Your instructions:
In your reply, reproduce the lines from the first one below to the line containing "handful of lines.", inclusive, exactly as they stand.

Given data:
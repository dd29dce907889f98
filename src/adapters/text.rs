//! Line-oriented textual pyramid format.
//!
//! ## Purpose
//!
//! This module parses and serializes pyramids in a line-oriented text
//! form: one pyramid row per line, cells comma-separated, `?` for an
//! unknown cell, blank lines ignored:
//!
//! ```text
//! 14
//! ?, ?
//! 5, ?, 3
//! ```
//!
//! ## Design notes
//!
//! * **Shape check**: Row `r` (0-indexed) must hold exactly `r + 1` cells;
//!   anything else is `WallError::MalformedRow`.
//! * **Token check**: A cell is `?` or a finite number. Tokens that parse
//!   to NaN or infinity are rejected like any other garbage, so malformed
//!   input never reaches the solver.
//!
//! ## Non-goals
//!
//! * No streaming input; puzzles are a handful of lines.
//! * No locale-aware number formats; plain `f64`-style literals only.

// Feature-gated imports
#[cfg(not(feature = "std"))]
use alloc::string::{String, ToString};
#[cfg(not(feature = "std"))]
use alloc::vec::Vec;
#[cfg(feature = "std")]
use std::string::{String, ToString};
#[cfg(feature = "std")]
use std::vec::Vec;

// External dependencies
use core::fmt::Display;
use core::fmt::Write as _;
use num_traits::Float;

// Internal dependencies
use crate::math::geometry::cell_count;
use crate::primitives::errors::WallError;

// ============================================================================
// WallInput
// ============================================================================

/// A parsed pyramid: row count plus flat known-value array.
#[derive(Debug, Clone, PartialEq)]
pub struct WallInput<T> {
    /// Number of pyramid rows.
    pub rows: usize,

    /// Known values in flat row-major order; `None` = unknown.
    pub flat: Vec<Option<T>>,
}

// ============================================================================
// Parsing
// ============================================================================

/// Parse a pyramid from its textual form.
///
/// Blank lines are skipped; the remaining lines are pyramid rows from top
/// to bottom. Returns `WallError::EmptyInput` when no rows are present.
pub fn parse_wall<T: Float>(input: &str) -> Result<WallInput<T>, WallError> {
    let mut flat: Vec<Option<T>> = Vec::new();
    let mut rows = 0;

    for line in input.lines() {
        if line.trim().is_empty() {
            continue;
        }

        let expected = rows + 1;
        let mut cells = 0;
        for token in line.split(',') {
            cells += 1;
            if cells > expected {
                // Keep counting for the error message below.
                continue;
            }
            flat.push(parse_cell(token, rows + 1)?);
        }

        if cells != expected {
            return Err(WallError::MalformedRow {
                line: rows + 1,
                expected,
                got: cells,
            });
        }
        rows += 1;
    }

    if rows == 0 {
        return Err(WallError::EmptyInput);
    }

    debug_assert_eq!(flat.len(), cell_count(rows));
    Ok(WallInput { rows, flat })
}

/// Parse one cell token: `?` = unknown, otherwise a finite number.
fn parse_cell<T: Float>(token: &str, line: usize) -> Result<Option<T>, WallError> {
    let token = token.trim();
    if token == "?" {
        return Ok(None);
    }

    let value: f64 = token.parse().map_err(|_| WallError::InvalidToken {
        line,
        token: token.to_string(),
    })?;

    if !value.is_finite() {
        return Err(WallError::InvalidToken {
            line,
            token: token.to_string(),
        });
    }

    T::from(value).map(Some).ok_or(WallError::InvalidToken {
        line,
        token: token.to_string(),
    })
}

// ============================================================================
// Serialization
// ============================================================================

/// Serialize a pyramid back to its textual form.
///
/// Inverse of `parse_wall` up to whitespace: one row per line, cells
/// comma-separated, `?` for unknowns, no trailing newline.
///
/// # Panics
///
/// Panics if `flat.len() != cell_count(rows)`.
pub fn format_wall<T: Float + Display>(rows: usize, flat: &[Option<T>]) -> String {
    assert_eq!(
        flat.len(),
        cell_count(rows),
        "flat array length must match the cell count"
    );

    let mut output = String::new();
    let mut index = 0;
    for row in 0..rows {
        if row > 0 {
            output.push('\n');
        }
        for col in 0..=row {
            if col > 0 {
                output.push(',');
            }
            match &flat[index] {
                Some(value) => {
                    let _ = write!(output, "{}", value);
                }
                None => output.push('?'),
            }
            index += 1;
        }
    }
    output
}
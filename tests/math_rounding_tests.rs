#![cfg(feature = "dev")]

use zahlenmauer_rs::internals::math::rounding::{snap_slice, snap_to_pow2};

#[test]
fn test_snap_to_sixteenths() {
    // Exponent -4 snaps to multiples of 1/16, the original widget's grid.
    assert_eq!(snap_to_pow2(0.3, -4), 0.3125);
    assert_eq!(snap_to_pow2(-0.3, -4), -0.3125);
    assert_eq!(snap_to_pow2(5.0, -4), 5.0);
    assert_eq!(snap_to_pow2(0.0625, -4), 0.0625);
}

#[test]
fn test_snap_flushes_noise_to_zero() {
    assert_eq!(snap_to_pow2(1e-9, -4), 0.0);
    assert_eq!(snap_to_pow2(-1e-12, -4), 0.0);
    assert_eq!(snap_to_pow2(2.0000000000000004, -4), 2.0);
}

#[test]
fn test_snap_exponent_zero_rounds_to_integers() {
    assert_eq!(snap_to_pow2(2.4, 0), 2.0);
    assert_eq!(snap_to_pow2(2.5, 0), 3.0);
    assert_eq!(snap_to_pow2(-1.6, 0), -2.0);
}

#[test]
fn test_snap_positive_exponent() {
    assert_eq!(snap_to_pow2(5.0, 1), 6.0);
    assert_eq!(snap_to_pow2(7.9, 2), 8.0);
}

#[test]
fn test_snap_slice() {
    let mut values = [0.3, 1e-9, 5.0];
    snap_slice(&mut values, -4);

    assert_eq!(values, [0.3125, 0.0, 5.0]);
}

#[test]
fn test_snap_f32() {
    assert_eq!(snap_to_pow2(0.3f32, -4), 0.3125f32);
    assert_eq!(snap_to_pow2(1e-6f32, -4), 0.0f32);
}
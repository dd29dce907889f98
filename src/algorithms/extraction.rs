//! Extracting determined cells from the reduced system.
//!
//! ## Purpose
//!
//! This module inspects a matrix in reduced row-echelon form and recovers
//! which cells have a uniquely determined value, or reports that the system
//! is globally inconsistent.
//!
//! ## Design notes
//!
//! * **Inconsistency heuristic**: Only the last row is checked for the
//!   `0 = 1` pattern (all-zero coefficients, nonzero RHS). Gauss–Jordan
//!   elimination pushes zero rows to the bottom, so this catches the common
//!   case, but it is not a fully general inconsistency scan — an
//!   inconsistent row elsewhere would go unnoticed. The behavior is kept
//!   deliberately; generalizing it would change solve outcomes.
//! * **Single-nonzero scan**: A row with exactly one nonzero coefficient
//!   pins one variable to `rhs / coefficient`. Pivots are normalized to 1
//!   by the reduction, so the division is usually by 1; dividing anyway
//!   keeps the extractor correct on any RREF-shaped input.
//!
//! ## Invariants
//!
//! * `values.len() == matrix.variables()` on consistent systems.
//! * An inconsistent result carries no values.
//!
//! ## Non-goals
//!
//! * No parametric description of underdetermined cells; they simply stay
//!   unknown.

// Feature-gated imports
#[cfg(not(feature = "std"))]
use alloc::vec::Vec;
#[cfg(feature = "std")]
use std::vec::Vec;

// External dependencies
use num_traits::Float;

// Internal dependencies
use crate::primitives::matrix::AugmentedMatrix;

// ============================================================================
// Solution
// ============================================================================

/// Outcome of inspecting a reduced system.
#[derive(Debug, Clone, PartialEq)]
pub struct Solution<T> {
    /// True if the system implies a false equality such as `0 = 1`.
    pub inconsistent: bool,

    /// Determined value per flat cell index; `None` where underdetermined.
    /// Empty when the system is inconsistent.
    pub values: Vec<Option<T>>,
}

impl<T> Solution<T> {
    /// An inconsistent outcome carrying no values.
    pub fn inconsistent() -> Self {
        Self {
            inconsistent: true,
            values: Vec::new(),
        }
    }
}

// ============================================================================
// Extraction
// ============================================================================

/// Recover determined cells from a matrix in reduced row-echelon form.
///
/// # Panics
///
/// Panics if the matrix holds no equations; the engine short-circuits
/// empty systems before extraction.
pub fn extract_solution<T: Float>(matrix: &AugmentedMatrix<T>) -> Solution<T> {
    assert!(!matrix.is_empty(), "cannot extract from an empty system");

    let variables = matrix.variables();
    let rhs = variables;

    // Inconsistency check on the last row only (see module notes).
    let last = matrix.row(matrix.rows() - 1);
    if last[..variables].iter().all(|entry| entry.is_zero()) && !last[rhs].is_zero() {
        return Solution::inconsistent();
    }

    let mut values: Vec<Option<T>> = vec![None; variables];
    for index in 0..matrix.rows() {
        let row = matrix.row(index);

        let mut nonzero = row[..variables]
            .iter()
            .enumerate()
            .filter(|(_, entry)| !entry.is_zero());

        // Only rows with exactly one nonzero coefficient pin a value.
        let (column, coefficient) = match nonzero.next() {
            Some((column, coefficient)) => (column, *coefficient),
            None => continue,
        };
        if nonzero.next().is_some() {
            continue;
        }

        values[column] = Some(row[rhs] / coefficient);
    }

    Solution {
        inconsistent: false,
        values,
    }
}
//! High-level API for number-pyramid solving.
//!
//! ## Purpose
//!
//! This module provides the primary user-facing entry point: a fluent
//! builder for describing a pyramid (row count, known cells, solve
//! options), and the immutable `Wall` model it produces.
//!
//! ## Design notes
//!
//! * **Ergonomic**: Fluent builder with sensible defaults; only the row
//!   count is mandatory.
//! * **Validated**: Parameters are checked when `.build()` is called;
//!   setting the same parameter twice is a build-time error.
//! * **Type-Safe**: Generic over `Float` types for flexible precision.
//!
//! ### Configuration Flow
//!
//! 1. Create a [`WallBuilder`] via `WallBuilder::new()` (or
//!    [`WallBuilder::from_text`]).
//! 2. Chain configuration methods (`.rows()`, `.known()`, etc.).
//! 3. Call `.build()` to obtain a [`Wall`], then `.solve()` it.

// Feature-gated imports
#[cfg(not(feature = "std"))]
use alloc::string::String;
#[cfg(not(feature = "std"))]
use alloc::vec::Vec;
#[cfg(feature = "std")]
use std::string::String;
#[cfg(feature = "std")]
use std::vec::Vec;

// External dependencies
use num_traits::Float;

// Internal dependencies
use crate::adapters::text::parse_wall;
use crate::engine::executor::{SolveConfig, WallExecutor};
use crate::engine::validator::Validator;
use crate::math::geometry::{cell_count, flatten_index};

// Publicly re-exported types
pub use crate::adapters::text::{format_wall, WallInput};
pub use crate::algorithms::constraints::build_constraints;
pub use crate::algorithms::extraction::{extract_solution, Solution};
pub use crate::engine::output::{to_pyramid_shape, WallSolution};
pub use crate::math::linalg::{reduce_to_rref, FloatLinalg};
pub use crate::primitives::errors::WallError;
pub use crate::primitives::matrix::AugmentedMatrix;

// ============================================================================
// Wall Builder
// ============================================================================

/// Fluent builder for describing a number pyramid.
#[derive(Debug, Clone)]
pub struct WallBuilder<T: Float> {
    /// Number of pyramid rows.
    pub rows: Option<usize>,

    /// Full flat known-value array, if supplied in one piece.
    pub values: Option<Vec<Option<T>>>,

    /// Individually supplied known cells as `(row, col, value)`.
    pub known: Vec<(usize, usize, T)>,

    /// Snapping exponent for the reduced matrix.
    pub snap_exponent: Option<i32>,

    /// Tracks if any parameter was set multiple times (for validation).
    #[doc(hidden)]
    pub duplicate_param: Option<&'static str>,
}

impl<T: Float> Default for WallBuilder<T> {
    fn default() -> Self {
        Self::new()
    }
}

impl<T: Float> WallBuilder<T> {
    /// Create a new builder with no configuration.
    pub fn new() -> Self {
        Self {
            rows: None,
            values: None,
            known: Vec::new(),
            snap_exponent: None,
            duplicate_param: None,
        }
    }

    /// Create a builder preconfigured from the textual pyramid format
    /// (`"14\n?,?\n5,?,3"`, `?` = unknown).
    pub fn from_text(input: &str) -> Result<Self, WallError> {
        let parsed = parse_wall::<T>(input)?;
        Ok(Self {
            rows: Some(parsed.rows),
            values: Some(parsed.flat),
            known: Vec::new(),
            snap_exponent: None,
            duplicate_param: None,
        })
    }

    /// Set the number of pyramid rows.
    pub fn rows(mut self, rows: usize) -> Self {
        if self.rows.is_some() {
            self.duplicate_param = Some("rows");
        }
        self.rows = Some(rows);
        self
    }

    /// Supply the full flat known-value array at once
    /// (`None` = unknown cell, indexed by `flatten_index`).
    pub fn values(mut self, values: &[Option<T>]) -> Self {
        if self.values.is_some() {
            self.duplicate_param = Some("values");
        }
        self.values = Some(values.to_vec());
        self
    }

    /// Pin one cell to a known value. May be called repeatedly; cells
    /// pinned here override entries of a `values` array.
    pub fn known(mut self, row: usize, col: usize, value: T) -> Self {
        self.known.push((row, col, value));
        self
    }

    /// Snap the reduced matrix to multiples of `2^exponent` before
    /// extraction; `-4` snaps to a 1/16 grid.
    pub fn snap_exponent(mut self, exponent: i32) -> Self {
        if self.snap_exponent.is_some() {
            self.duplicate_param = Some("snap_exponent");
        }
        self.snap_exponent = Some(exponent);
        self
    }

    /// Validate the configuration and build the pyramid model.
    pub fn build(self) -> Result<Wall<T>, WallError> {
        if let Some(parameter) = self.duplicate_param {
            return Err(WallError::DuplicateParameter { parameter });
        }

        let rows = self.rows.ok_or(WallError::InvalidRows(0))?;
        Validator::validate_rows(rows)?;

        let mut flat = match self.values {
            Some(values) => values,
            None => vec![None; cell_count(rows)],
        };
        Validator::validate_flat(rows, &flat)?;

        for (row, col, value) in &self.known {
            Validator::validate_cell(*row, *col)?;
            if *row >= rows {
                return Err(WallError::InvalidCellIndex {
                    row: *row,
                    col: *col,
                });
            }
            flat[flatten_index(*row, *col)] = Some(*value);
        }
        // Re-check finiteness: known() entries may have introduced values.
        Validator::validate_flat(rows, &flat)?;

        if let Some(exponent) = self.snap_exponent {
            Validator::validate_snap_exponent(exponent)?;
        }

        Ok(Wall {
            rows,
            flat,
            config: SolveConfig {
                snap_exponent: self.snap_exponent,
            },
        })
    }
}

// ============================================================================
// Wall Model
// ============================================================================

/// An immutable, validated number pyramid ready to solve.
#[derive(Debug, Clone, PartialEq)]
pub struct Wall<T: Float> {
    rows: usize,
    flat: Vec<Option<T>>,
    config: SolveConfig,
}

impl<T: Float> Wall<T> {
    /// Number of pyramid rows.
    #[inline]
    pub fn rows(&self) -> usize {
        self.rows
    }

    /// The flat known-value array.
    #[inline]
    pub fn flat(&self) -> &[Option<T>] {
        &self.flat
    }
}

impl<T: FloatLinalg> Wall<T> {
    /// Parse and build a pyramid from the textual format in one step.
    pub fn from_text(input: &str) -> Result<Self, WallError> {
        WallBuilder::from_text(input)?.build()
    }

    /// Compute which cells are uniquely determined.
    ///
    /// Underdetermined cells stay unknown in the result; a contradictory
    /// puzzle is reported through the solution's `inconsistent` flag, not
    /// as an error.
    pub fn solve(&self) -> Result<WallSolution<T>, WallError> {
        WallExecutor::run(self.rows, &self.flat, &self.config)
    }
}

impl<T: Float + core::fmt::Display> Wall<T> {
    /// Serialize the pyramid back to the textual format.
    pub fn to_text(&self) -> String {
        format_wall(self.rows, &self.flat)
    }
}
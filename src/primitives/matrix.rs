//! Augmented-matrix storage for the pyramid's linear system.
//!
//! ## Purpose
//!
//! This module provides `AugmentedMatrix`, the exchange format between the
//! constraint builder, the RREF reduction, and the solution extractor. Each
//! row encodes one linear equation; the last column holds the right-hand
//! side.
//!
//! ## Design notes
//!
//! * **Storage**: Row-major flat vector. Row operations stay cache-friendly
//!   and the backing slice can be handed to the linear-algebra backend
//!   without conversion.
//! * **Rectangular by construction**: The column count is fixed at creation;
//!   `push_row` asserts it, `from_rows` reports ragged input as an error.
//! * **Exclusive ownership**: A matrix belongs to the solve that created it.
//!   Nothing in the crate shares or aliases matrix storage.
//!
//! ## Invariants
//!
//! * `data.len() == rows * cols` at all times.
//! * `cols >= 2` (at least one variable column plus the RHS).
//!
//! ## Non-goals
//!
//! * General matrix arithmetic (products, decompositions). The reduction in
//!   the math layer is the only consumer of row operations.
//! * Sparse representation. Pyramid systems are small and dense enough.

// Feature-gated imports
#[cfg(not(feature = "std"))]
use alloc::vec::Vec;
#[cfg(feature = "std")]
use std::vec::Vec;

// External dependencies
use core::ops::{Index, IndexMut};
use num_traits::Float;

// Internal dependencies
use crate::primitives::errors::WallError;

// ============================================================================
// AugmentedMatrix
// ============================================================================

/// Augmented coefficient matrix: `cols - 1` variable columns plus one RHS
/// column, stored row-major.
#[derive(Debug, Clone, PartialEq)]
pub struct AugmentedMatrix<T> {
    data: Vec<T>,
    rows: usize,
    cols: usize,
}

impl<T: Float> AugmentedMatrix<T> {
    /// Create an empty matrix with the given column count, ready for
    /// `push_row`.
    ///
    /// # Panics
    ///
    /// Panics if `cols < 2` (a system needs at least one variable and the
    /// RHS column).
    pub fn with_columns(cols: usize) -> Self {
        assert!(cols >= 2, "augmented matrix needs at least 2 columns");
        Self {
            data: Vec::new(),
            rows: 0,
            cols,
        }
    }

    /// Create a zero-filled matrix of the given shape.
    ///
    /// # Panics
    ///
    /// Panics if `cols < 2`.
    pub fn zeroed(rows: usize, cols: usize) -> Self {
        assert!(cols >= 2, "augmented matrix needs at least 2 columns");
        Self {
            data: vec![T::zero(); rows * cols],
            rows,
            cols,
        }
    }

    /// Build a matrix from explicit equation rows.
    ///
    /// All rows must share the length of the first; ragged input is
    /// reported as `WallError::RaggedMatrix`. An empty row list is
    /// reported as `WallError::EmptyInput`.
    pub fn from_rows(source: &[Vec<T>]) -> Result<Self, WallError> {
        let first = source.first().ok_or(WallError::EmptyInput)?;
        let cols = first.len();
        if cols < 2 {
            return Err(WallError::RaggedMatrix {
                row: 0,
                expected: 2,
                got: cols,
            });
        }

        let mut matrix = Self::with_columns(cols);
        for (index, row) in source.iter().enumerate() {
            if row.len() != cols {
                return Err(WallError::RaggedMatrix {
                    row: index,
                    expected: cols,
                    got: row.len(),
                });
            }
            matrix.push_row(row);
        }
        Ok(matrix)
    }

    /// Append one equation row.
    ///
    /// # Panics
    ///
    /// Panics if `row.len() != self.cols()`; appending a mis-sized row is a
    /// caller bug, not recoverable state.
    pub fn push_row(&mut self, row: &[T]) {
        assert_eq!(
            row.len(),
            self.cols,
            "equation row length must match the column count"
        );
        self.data.extend_from_slice(row);
        self.rows += 1;
    }

    /// Number of equation rows.
    #[inline]
    pub fn rows(&self) -> usize {
        self.rows
    }

    /// Number of columns, including the RHS column.
    #[inline]
    pub fn cols(&self) -> usize {
        self.cols
    }

    /// Number of variable columns (all columns except the RHS).
    #[inline]
    pub fn variables(&self) -> usize {
        self.cols - 1
    }

    /// True if the matrix holds no equations.
    #[inline]
    pub fn is_empty(&self) -> bool {
        self.rows == 0
    }

    /// Borrow one equation row as a slice.
    #[inline]
    pub fn row(&self, index: usize) -> &[T] {
        let start = index * self.cols;
        &self.data[start..start + self.cols]
    }

    /// Borrow the row-major backing storage.
    #[inline]
    pub fn as_slice(&self) -> &[T] {
        &self.data
    }

    /// Mutably borrow the row-major backing storage.
    #[inline]
    pub fn as_mut_slice(&mut self) -> &mut [T] {
        &mut self.data
    }
}

impl<T> Index<(usize, usize)> for AugmentedMatrix<T> {
    type Output = T;

    #[inline]
    fn index(&self, (row, col): (usize, usize)) -> &T {
        &self.data[row * self.cols + col]
    }
}

impl<T> IndexMut<(usize, usize)> for AugmentedMatrix<T> {
    #[inline]
    fn index_mut(&mut self, (row, col): (usize, usize)) -> &mut T {
        &mut self.data[row * self.cols + col]
    }
}
#![cfg(feature = "dev")]

use zahlenmauer_rs::internals::math::linalg::reduce_to_rref;
use zahlenmauer_rs::internals::primitives::matrix::AugmentedMatrix;

fn matrix_from(rows: &[Vec<f64>]) -> AugmentedMatrix<f64> {
    AugmentedMatrix::from_rows(rows).unwrap()
}

#[test]
fn test_rref_two_by_three() {
    let matrix = matrix_from(&[vec![1.0, 2.0, 3.0], vec![4.0, 5.0, 6.0]]);

    let reduced = reduce_to_rref(matrix);

    assert_eq!(reduced.row(0), &[1.0, 0.0, -1.0]);
    assert_eq!(reduced.row(1), &[0.0, 1.0, 2.0]);
}

#[test]
fn test_rref_identity_is_fixed_point() {
    let matrix = matrix_from(&[vec![1.0, 0.0, 5.0], vec![0.0, 1.0, 7.0]]);

    let reduced = reduce_to_rref(matrix.clone());

    assert_eq!(reduced, matrix);
}

#[test]
fn test_rref_idempotent() {
    let matrix = matrix_from(&[
        vec![2.0, 1.0, -1.0, 8.0],
        vec![-3.0, -1.0, 2.0, -11.0],
        vec![-2.0, 1.0, 2.0, -3.0],
    ]);

    let once = reduce_to_rref(matrix);
    let twice = reduce_to_rref(once.clone());

    assert_eq!(once, twice);
}

#[test]
fn test_rref_swaps_zero_leading_row() {
    let matrix = matrix_from(&[vec![0.0, 1.0, 2.0], vec![1.0, 0.0, 3.0]]);

    let reduced = reduce_to_rref(matrix);

    assert_eq!(reduced.row(0), &[1.0, 0.0, 3.0]);
    assert_eq!(reduced.row(1), &[0.0, 1.0, 2.0]);
}

#[test]
fn test_rref_skips_all_zero_column() {
    let matrix = matrix_from(&[vec![0.0, 2.0, 4.0], vec![0.0, 1.0, 2.0]]);

    let reduced = reduce_to_rref(matrix);

    // The first column holds no pivot; the cursor moves on to column 1.
    assert_eq!(reduced.row(0), &[0.0, 1.0, 2.0]);
    assert_eq!(reduced.row(1), &[0.0, 0.0, 0.0]);
}

#[test]
fn test_rref_normalizes_pivots() {
    let matrix = matrix_from(&[vec![2.0, 0.0, 6.0], vec![0.0, 4.0, 8.0]]);

    let reduced = reduce_to_rref(matrix);

    assert_eq!(reduced.row(0), &[1.0, 0.0, 3.0]);
    assert_eq!(reduced.row(1), &[0.0, 1.0, 2.0]);
}

#[test]
fn test_rref_leaves_redundant_rows_zeroed() {
    // Row 2 is the sum of rows 0 and 1: rank 2, three rows.
    let matrix = matrix_from(&[
        vec![1.0, 0.0, 2.0],
        vec![0.0, 1.0, 3.0],
        vec![1.0, 1.0, 5.0],
    ]);

    let reduced = reduce_to_rref(matrix);

    assert_eq!(reduced.row(0), &[1.0, 0.0, 2.0]);
    assert_eq!(reduced.row(1), &[0.0, 1.0, 3.0]);
    assert_eq!(reduced.row(2), &[0.0, 0.0, 0.0]);
}

#[test]
fn test_rref_contradiction_reaches_last_row() {
    // x = 3 and x = 5 cannot both hold; elimination leaves 0 = 1 at the
    // bottom (the RHS column becomes the final pivot).
    let matrix = matrix_from(&[vec![1.0, 3.0], vec![1.0, 5.0]]);

    let reduced = reduce_to_rref(matrix);

    assert_eq!(reduced.row(0), &[1.0, 0.0]);
    assert_eq!(reduced.row(1), &[0.0, 1.0]);
}

#[test]
fn test_rref_single_row() {
    let matrix = matrix_from(&[vec![3.0, 0.0, 9.0]]);

    let reduced = reduce_to_rref(matrix);

    assert_eq!(reduced.row(0), &[1.0, 0.0, 3.0]);
}

#[test]
fn test_rref_f32_precision() {
    let matrix =
        AugmentedMatrix::from_rows(&[vec![2.0f32, 0.0, 4.0], vec![0.0, 2.0, 6.0]]).unwrap();

    let reduced = reduce_to_rref(matrix);

    assert_eq!(reduced.row(0), &[1.0f32, 0.0, 2.0]);
    assert_eq!(reduced.row(1), &[0.0f32, 1.0, 3.0]);
}

#[test]
#[should_panic(expected = "empty system")]
fn test_rref_empty_matrix_panics() {
    let matrix = AugmentedMatrix::<f64>::with_columns(3);
    let _ = reduce_to_rref(matrix);
}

Task output:
repository dd29dce907889f98
filename src/adapters/text.rs
//! Line-oriented textual pyramid format.
//!
//! ## Purpose
//!
//! This module parses and serializes pyramids in a line-oriented text
//! form: one pyramid row per line, cells comma-separated, `?` for an
//! unknown cell, blank lines ignored:
//!
//! ```text
//! 14
//! ?, ?
//! 5, ?, 3
//! ```
//!
//! ## Design notes
//!
//! * **Shape check**: Row `r` (0-indexed) must hold exactly `r + 1` cells;
//!   anything else is `WallError::MalformedRow`.
//! * **Token check**: A cell is `?` or a finite number. Tokens that parse
//!   to NaN or infinity are rejected like any other garbage, so malformed
//!   input never reaches the solver.
//!
//! ## Non-goals
//!
//! * No streaming input; puzzles are a handful of lines.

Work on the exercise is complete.